Figure 1. Overview of the ChemSweet dataset and chemical spatial analyses. (A-B) ChemSweet data collation process (A) and dataset composition (B). (C) Distribution of molecular structure similarity based on Tanimoto coefficients between ChemSweet dataset and food database. (D-F) Molecular diversity scores for the food database and ChemSweet physicochemical properties (D), sweetness (E) and safety (F) datasets. (G) UMAP projection of the ChemSweet dataset chemical space using the MOE 2D descriptor.

Figure 2. performance of the best models deployed in ChemSweet. ROC curves for six sweetness classification models (A) and LD50, Ames and thermal stability models (E). Prediction error plots for the relative sweetness (B), NOAEL (C), BCF (D), water solubility (F), boiling point (G) and melting point (H) models.

Figure 3. Model interpretation based on SHAP analysis. (A) Heat map of feature importance in the prediction model based on Shapley values for different molecular descriptor classes. (B) SHAP plot of relative sweetness prediction model. (C) SHAP plot of the sweetness classification model for artificial sweeteners. (D) The ten most important MACCS fingerprint keys jointly identified by the sweetness classification models for artificial sweeteners, non-nutritive sweeteners and non-carbohydrate sweeteners.

Figure 4. Screenshot of usage with the ChemSweet platform.
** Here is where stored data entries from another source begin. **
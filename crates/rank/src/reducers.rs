use std::fmt;
use std::str::FromStr;

use rayon::prelude::*;
use serde::{Deserialize, Serialize};

use metriscope_core::Series;

use crate::error::RankError;

/// Identifier of a per-series aggregate. All reducers skip null samples and
/// return a `0.0` sentinel on empty or all-null input — they never fail.
/// `First`/`Last` are the "first (last) non-null value" fallback reducers
/// for criteria where a real statistic is not applicable.
#[derive(Debug, Clone, Copy, PartialEq, Eq, Hash, Serialize, Deserialize)]
pub enum ReducerId {
    #[serde(rename = "stddev")]
    StdDev,
    #[serde(rename = "mean")]
    Mean,
    #[serde(rename = "min")]
    Min,
    #[serde(rename = "max")]
    Max,
    #[serde(rename = "sum")]
    Sum,
    #[serde(rename = "first")]
    First,
    #[serde(rename = "last")]
    Last,
}

impl ReducerId {
    pub fn as_str(self) -> &'static str {
        match self {
            ReducerId::StdDev => "stddev",
            ReducerId::Mean => "mean",
            ReducerId::Min => "min",
            ReducerId::Max => "max",
            ReducerId::Sum => "sum",
            ReducerId::First => "first",
            ReducerId::Last => "last",
        }
    }
}

impl fmt::Display for ReducerId {
    fn fmt(&self, f: &mut fmt::Formatter<'_>) -> fmt::Result {
        f.write_str(self.as_str())
    }
}

impl FromStr for ReducerId {
    type Err = RankError;

    fn from_str(s: &str) -> Result<Self, Self::Err> {
        match s {
            "stddev" => Ok(ReducerId::StdDev),
            "mean" => Ok(ReducerId::Mean),
            "min" => Ok(ReducerId::Min),
            "max" => Ok(ReducerId::Max),
            "sum" => Ok(ReducerId::Sum),
            "first" => Ok(ReducerId::First),
            "last" => Ok(ReducerId::Last),
            other => Err(RankError::UnknownReducer(other.to_string())),
        }
    }
}

/// Apply a reducer to one series.
pub fn reduce(id: ReducerId, series: &Series) -> f64 {
    match id {
        ReducerId::StdDev => stddev(series),
        ReducerId::Mean => mean(series).unwrap_or(0.0),
        ReducerId::Min => series.non_null_values().reduce(f64::min).unwrap_or(0.0),
        ReducerId::Max => series.non_null_values().reduce(f64::max).unwrap_or(0.0),
        ReducerId::Sum => series.non_null_values().sum(),
        ReducerId::First => series.non_null_values().next().unwrap_or(0.0),
        ReducerId::Last => series.non_null_values().last().unwrap_or(0.0),
    }
}

/// Apply a reducer across a whole batch, one value per series. Reduction is
/// independent per series, so it runs in parallel.
pub fn reduce_batch(id: ReducerId, batch: &[Series]) -> Vec<f64> {
    batch.par_iter().map(|series| reduce(id, series)).collect()
}

fn mean(series: &Series) -> Option<f64> {
    let mut count = 0usize;
    let mut sum = 0.0;
    for v in series.non_null_values() {
        count += 1;
        sum += v;
    }
    (count > 0).then(|| sum / count as f64)
}

/// Population standard deviation over the non-null samples.
fn stddev(series: &Series) -> f64 {
    let Some(mean) = mean(series) else {
        return 0.0;
    };
    let mut count = 0usize;
    let mut sum_sq = 0.0;
    for v in series.non_null_values() {
        let d = v - mean;
        count += 1;
        sum_sq += d * d;
    }
    (sum_sq / count as f64).sqrt()
}
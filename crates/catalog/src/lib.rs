//! Metric catalogue organizer.
//!
//! Turns a flat list of metric-name strings into browsable groupings:
//! - a common-prefix trie (insert-friendly map form plus a render-friendly
//!   array form),
//! - prefix / suffix facet groups with long-tail consolidation,
//! - keyword-based category tags,
//! - a recording-rule vs. raw-metric split.
//!
//! Everything here is pure computation over an in-memory name list; fetching
//! names and rendering facets belong to the caller.

pub mod categories;
pub mod groups;
pub mod tokenizer;
pub mod trie;

pub use categories::{CategoryMatcher, CategoryRegistry};
pub use groups::{
    category_groups, prefix_groups, rules_split, sub_prefix_groups, suffix_groups, GroupSummary,
    MetricEntry,
};
pub use tokenizer::{tokenize, Token, TokenKind};
pub use trie::{build_trie, flatten, flatten_sorted_by, ArrayNode, TrieNode};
Figure 5. Virtual screening of natural product databases using ChemSweet. (A) Flowchart of data processing. (B) Sankey diagram of compounds predicted by the ChemSweet model and the total score calculated according to the scoring rules. (C) Distribution of total scores (blue bars) and percentage of compounds passing different screening thresholds (broken line with triangles). (D) Distribution of predicted results from the sweetness classification model for natural sweeteners. (E) Distribution of results after the ChemSweet virtual screening process for the natural sweetener development scenario. ‘Passed screening’ indicates sweet compounds that were identified by the natural sweetener sweetness classification model and had a total score of ≥10.

Conclusion

In this study, we proposed a new sweetener screening method and successfully constructed ChemSweet, the first multi-level virtual screening platform for sweeteners, which is a natural sweetener analysis platform based on artificial intelligence and cheminformatics, covering ten important physicochemical, sweetness, and safety indexes in the development process of sweeteners, and the constructed AI model achieved excellent performances in the test set. Excellent performance. Unlike existing tools that are limited to a single flavour profile, ChemSweet can rapidly assess multiple key properties early in the sweetener development process, not only for sweetness, but also for the safety and stability of a specific sweetener class.ChemSweet can accelerate the development process of sweet molecules for the food and pharmaceutical industries by helping to identify superior sweet molecular backbones for the development of healthier, safer, and higher-quality sweeteners. sweetening molecules in the food and pharmaceutical industries.